BEGIN

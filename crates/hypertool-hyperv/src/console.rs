//! VM console windows through `vmconnect.exe`.

use crate::error::{require_name, HyperVError, HyperVResult};
use crate::powershell::{PsRunner, PsScripts};
use log::{info, warn};
use std::process::{Command, Stdio};
use tokio_util::sync::CancellationToken;

/// Starts a program detached from this process.
pub trait ConsoleLauncher: Send + Sync {
    fn launch(&self, program: &str, args: &[String]) -> HyperVResult<()>;
}

/// Launches real processes; nothing waits for them.
#[derive(Debug, Default, Clone, Copy)]
pub struct ProcessLauncher;

impl ConsoleLauncher for ProcessLauncher {
    fn launch(&self, program: &str, args: &[String]) -> HyperVResult<()> {
        let mut cmd = Command::new(program);
        cmd.args(args)
            .stdin(Stdio::null())
            .stdout(Stdio::null())
            .stderr(Stdio::null());
        #[cfg(windows)]
        {
            use std::os::windows::process::CommandExt;
            cmd.creation_flags(0x0000_0008); // DETACHED_PROCESS
        }
        cmd.spawn().map(drop).map_err(|e| {
            HyperVError::process(format!("Failed to start '{}'", program), e.to_string())
        })
    }
}

/// Opens and reopens VM console windows.
pub struct ConsoleManager;

impl ConsoleManager {
    /// Open a console window for a VM on `host`.
    pub fn open_console(
        launcher: &dyn ConsoleLauncher,
        vmconnect_path: &str,
        vm_name: &str,
        host: &str,
        session_edit: bool,
        cancel: &CancellationToken,
    ) -> HyperVResult<()> {
        if cancel.is_cancelled() {
            return Err(HyperVError::cancelled());
        }
        require_name(vm_name, "VM name")?;
        let args = vmconnect_args(host, vm_name, session_edit);
        launcher.launch(vmconnect_path, &args)?;
        info!(
            "vmconnect started for VM '{}' on host '{}' (session edit: {})",
            vm_name, args[0], session_edit
        );
        Ok(())
    }

    /// Close consoles already showing this VM, then open one in
    /// session-edit mode. Closing is best effort.
    pub async fn reopen_with_session_edit(
        ps: &dyn PsRunner,
        launcher: &dyn ConsoleLauncher,
        vmconnect_path: &str,
        vm_name: &str,
        host: &str,
        cancel: &CancellationToken,
    ) -> HyperVResult<()> {
        require_name(vm_name, "VM name")?;
        let script = format!(
            "Get-Process -Name vmconnect -ErrorAction SilentlyContinue | \
             Where-Object {{ $_.MainWindowTitle -and $_.MainWindowTitle.IndexOf({}, [StringComparison]::OrdinalIgnoreCase) -ge 0 }} | \
             Stop-Process -Force -ErrorAction SilentlyContinue",
            PsScripts::quote(vm_name)
        );
        match ps.run_void(&script, cancel).await {
            Ok(()) => {}
            Err(e) if e.is_cancelled() => return Err(e),
            Err(e) => warn!(
                "Could not close existing console windows of VM '{}': {}",
                vm_name, e
            ),
        }
        Self::open_console(launcher, vmconnect_path, vm_name, host, true, cancel)
    }
}

/// `vmconnect.exe` arguments: host, VM, optional `/edit`.
pub fn vmconnect_args(host: &str, vm_name: &str, session_edit: bool) -> Vec<String> {
    let host = if host.trim().is_empty() {
        "localhost"
    } else {
        host.trim()
    };
    let mut args = vec![host.to_string(), vm_name.to_string()];
    if session_edit {
        args.push("/edit".to_string());
    }
    args
}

END

▶ **What you have to do**: Your answer must consist only of the lines from the start of the records above through the line with "impl ConsoleLauncher for", each retyped exactly.

▶ **Answer area**:
filename crates/hypertool-hyperv/src/console.rs
//! VM console windows through `vmconnect.exe`.

use crate::error::{require_name, HyperVError, HyperVResult};
use crate::powershell::{PsRunner, PsScripts};
use log::{info, warn};
use std::process::{Command, Stdio};
use tokio_util::sync::CancellationToken;

/// Starts a program detached from this process.
pub trait ConsoleLauncher: Send + Sync {
    fn launch(&self, program: &str, args: &[String]) -> HyperVResult<()>;
}

/// Launches real processes; nothing waits for them.
#[derive(Debug, Default, Clone, Copy)]
pub struct ProcessLauncher;

impl ConsoleLauncher for ProcessLauncher {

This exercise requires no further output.